#### [PROBLEM TO SOLVE]
Your output must match the records exactly, line for line.

[Stored data entries]
···
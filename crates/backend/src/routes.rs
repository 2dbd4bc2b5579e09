use std::{future::Future, path::PathBuf, sync::Arc};

use axum::{
    body::Body,
    extract::{
        multipart::{Field, MultipartRejection},
        rejection::{FormRejection, JsonRejection, QueryRejection},
        DefaultBodyLimit, Multipart, Path, Query, State,
    },
    http::{header, HeaderValue, StatusCode},
    response::{IntoResponse, Response},
    routing::{delete, get, post},
    Form, Json, Router,
};
use chrono::Utc;
use serde::{Deserialize, Serialize};
use serde_json::json;
use tokio::fs;
use tower_http::cors::{Any, CorsLayer};
use tracing::{debug, info, instrument, warn};
use uuid::Uuid;

use crate::{
    cleanup::{self, sweep_in_background},
    config::AppConfig,
    error::{ApiError, ServiceError, ServiceResult},
    outputs::Artifact,
    synth::{ModelInfo, SynthesisRequest, Synthesizer},
};

const MAX_UPLOAD_BYTES: usize = 10 * 1024 * 1024;
const UPLOAD_EXTENSIONS: &[&str] = &["wav", "mp3", "flac", "ogg", "m4a", "opus"];

#[derive(Clone)]
pub struct ApiState {
    /// `None` when the engine failed to start; every synthesis route then
    /// answers 503.
    pub synthesizer: Option<Arc<Synthesizer>>,
    pub config: Arc<AppConfig>,
    pub unavailable_reason: Option<String>,
}

impl ApiState {
    fn service(&self) -> Result<Arc<Synthesizer>, ApiError> {
        self.synthesizer
            .clone()
            .ok_or(ApiError(ServiceError::Unavailable))
    }
}

#[derive(Serialize)]
struct HealthResponse {
    status: &'static str,
    device: String,
    loaded_models_count: usize,
    tts_engine: &'static str,
    tts_available: bool,
    version: String,
}

#[derive(Serialize)]
struct UnhealthyResponse {
    status: &'static str,
    error: String,
    tts_available: bool,
}

#[derive(Serialize)]
struct CompatibilityResponse {
    service_version: String,
    tts_available: bool,
    tts_service_ready: bool,
    tts_engine: Option<&'static str>,
    device: Option<String>,
    status: &'static str,
    recommendations: Vec<String>,
}

#[derive(Debug, Deserialize)]
pub struct TtsForm {
    #[serde(default)]
    pub text: String,
    #[serde(default)]
    pub model_name: Option<String>,
    #[serde(default)]
    pub language: Option<String>,
    #[serde(default)]
    pub output_format: Option<String>,
}

#[derive(Debug, Deserialize)]
pub struct SynthesizePayload {
    #[serde(default)]
    pub text: String,
    #[serde(default)]
    pub model_name: Option<String>,
    #[serde(default)]
    pub speaker: Option<String>,
    #[serde(default)]
    pub language: Option<String>,
    #[serde(default)]
    pub output_format: Option<String>,
}

#[derive(Debug, Deserialize)]
pub struct CleanupQuery {
    pub max_age_hours: Option<u64>,
}

#[derive(Debug, Serialize)]
struct CleanupResponse {
    message: String,
    removed: usize,
    failed: usize,
}

async fn root(State(state): State<ApiState>) -> impl IntoResponse {
    Json(json!({
        "app_name": state.config.app_name,
        "version": state.config.app_version,
        "status": "running",
        "endpoints": {
            "health": "GET /health",
            "compatibility": "GET /compatibility",
            "models": "GET /models",
            "model_info": "GET /models/{model_name}",
            "tts": "POST /tts",
            "synthesize": "POST /synthesize",
            "voice_conversion": "POST /voice-conversion",
            "cleanup": "DELETE /cleanup",
        },
    }))
}

#[instrument(skip(state))]
async fn health(State(state): State<ApiState>) -> Response {
    match state.synthesizer {
        Some(ref synth) => Json(HealthResponse {
            status: "healthy",
            device: synth.device().to_string(),
            loaded_models_count: synth.loaded_models_count(),
            tts_engine: synth.engine_label(),
            tts_available: true,
            version: state.config.app_version.clone(),
        })
        .into_response(),
        None => (
            StatusCode::SERVICE_UNAVAILABLE,
            Json(UnhealthyResponse {
                status: "unhealthy",
                error: state
                    .unavailable_reason
                    .clone()
                    .unwrap_or_else(|| ServiceError::Unavailable.to_string()),
                tts_available: false,
            }),
        )
            .into_response(),
    }
}

async fn compatibility(State(state): State<ApiState>) -> Json<CompatibilityResponse> {
    let synth = state.synthesizer.as_ref();
    let mut recommendations = Vec::new();
    match synth {
        None => {
            recommendations.push(
                "Install Coqui TTS into the Python environment and build with the `python` feature"
                    .to_string(),
            );
            if let Some(ref reason) = state.unavailable_reason {
                recommendations.push(format!("Startup error: {reason}"));
            }
        }
        Some(synth) if synth.device() == tts_engine::Device::Cpu => {
            recommendations
                .push("No accelerator detected; synthesis runs on CPU and will be slow".to_string());
        }
        Some(_) => {}
    }
    if !state.config.tts.reference_audio.is_file() {
        recommendations.push(format!(
            "Reference audio {} is missing; POST /tts will fail",
            state.config.tts.reference_audio.display()
        ));
    }

    Json(CompatibilityResponse {
        service_version: state.config.app_version.clone(),
        tts_available: synth.is_some(),
        tts_service_ready: synth.is_some(),
        tts_engine: synth.map(|s| s.engine_label()),
        device: synth.map(|s| s.device().to_string()),
        status: if synth.is_some() { "ready" } else { "not_ready" },
        recommendations,
    })
}

async fn list_models(State(state): State<ApiState>) -> Result<Json<Vec<String>>, ApiError> {
    let synth = state.service()?;
    Ok(Json(synth.available_models().to_vec()))
}

#[instrument(skip(state))]
async fn model_info(
    State(state): State<ApiState>,
    Path(model_name): Path<String>,
) -> Result<Json<ModelInfo>, ApiError> {
    let synth = state.service()?;
    check_model_name(&model_name)?;
    Ok(Json(synth.model_info(&model_name).await?))
}

/// Clones the bundled reference voice.
#[instrument(skip(state, form), fields(request_id = %Uuid::new_v4()))]
async fn voice_clone_tts(
    State(state): State<ApiState>,
    form: Result<Form<TtsForm>, FormRejection>,
) -> Result<Response, ApiError> {
    let synth = state.service()?;
    let Form(form) = form.map_err(|rejection| rejected(rejection.body_text()))?;
    let reference = state.config.tts.reference_audio.clone();
    if !fs::metadata(&reference)
        .await
        .map(|meta| meta.is_file())
        .unwrap_or(false)
    {
        return Err(ServiceError::Synthesis(format!(
            "Reference audio not found: {}",
            reference.display()
        ))
        .into());
    }

    let language = non_empty(form.language).unwrap_or_else(|| state.config.tts.default_language.clone());
    let request = SynthesisRequest {
        text: form.text,
        model_name: non_empty(form.model_name),
        speaker: None,
        speaker_reference: Some(reference.clone()),
        language: Some(language.clone()),
        output_format: non_empty(form.output_format).unwrap_or_else(|| "wav".to_string()),
    };
    let (artifact, data) = produce_and_read(|| synth.synthesize(request.clone())).await?;

    let stem = reference
        .file_stem()
        .and_then(|stem| stem.to_str())
        .unwrap_or("voice");
    let filename = download_name(&["tts", stem, &language], &artifact);
    audio_response(data, &artifact, &filename)
}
···
#### [EXPECTED OUTPUT]
filename crates/backend/src/routes.rs
repository 2dbd4bc2b5579e09
use std::{future::Future, path::PathBuf, sync::Arc};

use axum::{
    body::Body,
    extract::{
        multipart::{Field, MultipartRejection},
        rejection::{FormRejection, JsonRejection, QueryRejection},
        DefaultBodyLimit, Multipart, Path, Query, State,
    },
    http::{header, HeaderValue, StatusCode},
    response::{IntoResponse, Response},
    routing::{delete, get, post},
    Form, Json, Router,
};
use chrono::Utc;
use serde::{Deserialize, Serialize};
use serde_json::json;
use tokio::fs;
use tower_http::cors::{Any, CorsLayer};
use tracing::{debug, info, instrument, warn};
use uuid::Uuid;

use crate::{
    cleanup::{self, sweep_in_background},
    config::AppConfig,
    error::{ApiError, ServiceError, ServiceResult},
    outputs::Artifact,
    synth::{ModelInfo, SynthesisRequest, Synthesizer},
};

const MAX_UPLOAD_BYTES: usize = 10 * 1024 * 1024;
const UPLOAD_EXTENSIONS: &[&str] = &["wav", "mp3", "flac", "ogg", "m4a", "opus"];

#[derive(Clone)]
pub struct ApiState {
    /// `None` when the engine failed to start; every synthesis route then
    /// answers 503.
    pub synthesizer: Option<Arc<Synthesizer>>,
    pub config: Arc<AppConfig>,
    pub unavailable_reason: Option<String>,
}

impl ApiState {
    fn service(&self) -> Result<Arc<Synthesizer>, ApiError> {
        self.synthesizer
            .clone()
            .ok_or(ApiError(ServiceError::Unavailable))
    }
}

#[derive(Serialize)]
struct HealthResponse {
    status: &'static str,
    device: String,
    loaded_models_count: usize,
    tts_engine: &'static str,
    tts_available: bool,
    version: String,
}

#[derive(Serialize)]
struct UnhealthyResponse {
    status: &'static str,
    error: String,
    tts_available: bool,
}

#[derive(Serialize)]
struct CompatibilityResponse {
    service_version: String,
    tts_available: bool,
    tts_service_ready: bool,
    tts_engine: Option<&'static str>,
    device: Option<String>,
    status: &'static str,
    recommendations: Vec<String>,
}

#[derive(Debug, Deserialize)]
pub struct TtsForm {
    #[serde(default)]
    pub text: String,
    #[serde(default)]
    pub model_name: Option<String>,
    #[serde(default)]
    pub language: Option<String>,
    #[serde(default)]
    pub output_format: Option<String>,
}

#[derive(Debug, Deserialize)]
pub struct SynthesizePayload {
    #[serde(default)]
    pub text: String,
    #[serde(default)]
    pub model_name: Option<String>,
    #[serde(default)]
    pub speaker: Option<String>,
    #[serde(default)]
    pub language: Option<String>,
    #[serde(default)]
    pub output_format: Option<String>,
}

#[derive(Debug, Deserialize)]
pub struct CleanupQuery {
    pub max_age_hours: Option<u64>,
}

#[derive(Debug, Serialize)]
struct CleanupResponse {
    message: String,
    removed: usize,
    failed: usize,
}

async fn root(State(state): State<ApiState>) -> impl IntoResponse {
    Json(json!({
        "app_name": state.config.app_name,
        "version": state.config.app_version,
        "status": "running",
        "endpoints": {
            "health": "GET /health",
            "compatibility": "GET /compatibility",
            "models": "GET /models",
            "model_info": "GET /models/{model_name}",
            "tts": "POST /tts",
            "synthesize": "POST /synthesize",
            "voice_conversion": "POST /voice-conversion",
            "cleanup": "DELETE /cleanup",
        },
    }))
}

#[instrument(skip(state))]
async fn health(State(state): State<ApiState>) -> Response {
    match state.synthesizer {
        Some(ref synth) => Json(HealthResponse {
            status: "healthy",
            device: synth.device().to_string(),
            loaded_models_count: synth.loaded_models_count(),
            tts_engine: synth.engine_label(),
            tts_available: true,
            version: state.config.app_version.clone(),
        })
        .into_response(),
        None => (
            StatusCode::SERVICE_UNAVAILABLE,
            Json(UnhealthyResponse {
                status: "unhealthy",
                error: state
                    .unavailable_reason
                    .clone()
                    .unwrap_or_else(|| ServiceError::Unavailable.to_string()),
                tts_available: false,
            }),
        )
            .into_response(),
    }
}

async fn compatibility(State(state): State<ApiState>) -> Json<CompatibilityResponse> {
    let synth = state.synthesizer.as_ref();
    let mut recommendations = Vec::new();
    match synth {
        None => {
            recommendations.push(
                "Install Coqui TTS into the Python environment and build with the `python` feature"
                    .to_string(),
            );
            if let Some(ref reason) = state.unavailable_reason {
                recommendations.push(format!("Startup error: {reason}"));
            }
        }
        Some(synth) if synth.device() == tts_engine::Device::Cpu => {
            recommendations
                .push("No accelerator detected; synthesis runs on CPU and will be slow".to_string());
        }
        Some(_) => {}
    }
    if !state.config.tts.reference_audio.is_file() {
        recommendations.push(format!(
            "Reference audio {} is missing; POST /tts will fail",
            state.config.tts.reference_audio.display()
        ));
    }

    Json(CompatibilityResponse {
        service_version: state.config.app_version.clone(),
        tts_available: synth.is_some(),
        tts_service_ready: synth.is_some(),
        tts_engine: synth.map(|s| s.engine_label()),
        device: synth.map(|s| s.device().to_string()),
        status: if synth.is_some() { "ready" } else { "not_ready" },
        recommendations,
    })
}

async fn list_models(State(state): State<ApiState>) -> Result<Json<Vec<String>>, ApiError> {
    let synth = state.service()?;
    Ok(Json(synth.available_models().to_vec()))
}

#[instrument(skip(state))]
async fn model_info(
    State(state): State<ApiState>,
    Path(model_name): Path<String>,
) -> Result<Json<ModelInfo>, ApiError> {
    let synth = state.service()?;
    check_model_name(&model_name)?;
    Ok(Json(synth.model_info(&model_name).await?))
}

/// Clones the bundled reference voice.
#[instrument(skip(state, form), fields(request_id = %Uuid::new_v4()))]
async fn voice_clone_tts(
    State(state): State<ApiState>,
    form: Result<Form<TtsForm>, FormRejection>,
) -> Result<Response, ApiError> {
    let synth = state.service()?;
    let Form(form) = form.map_err(|rejection| rejected(rejection.body_text()))?;
    let reference = state.config.tts.reference_audio.clone();
    if !fs::metadata(&reference)
        .await
        .map(|meta| meta.is_file())
        .unwrap_or(false)
    {
        return Err(ServiceError::Synthesis(format!(
            "Reference audio not found: {}",
            reference.display()
        ))
        .into());
    }

    let language = non_empty(form.language).unwrap_or_else(|| state.config.tts.default_language.clone());
    let request = SynthesisRequest {
        text: form.text,
        model_name: non_empty(form.model_name),
        speaker: None,
        speaker_reference: Some(reference.clone()),
        language: Some(language.clone()),
        output_format: non_empty(form.output_format).unwrap_or_else(|| "wav".to_string()),
    };
    let (artifact, data) = produce_and_read(|| synth.synthesize(request.clone())).await?;

    let stem = reference
        .file_stem()
        .and_then(|stem| stem.to_str())
        .unwrap_or("voice");
    let filename = download_name(&["tts", stem, &language], &artifact);
    audio_response(data, &artifact, &filename)
}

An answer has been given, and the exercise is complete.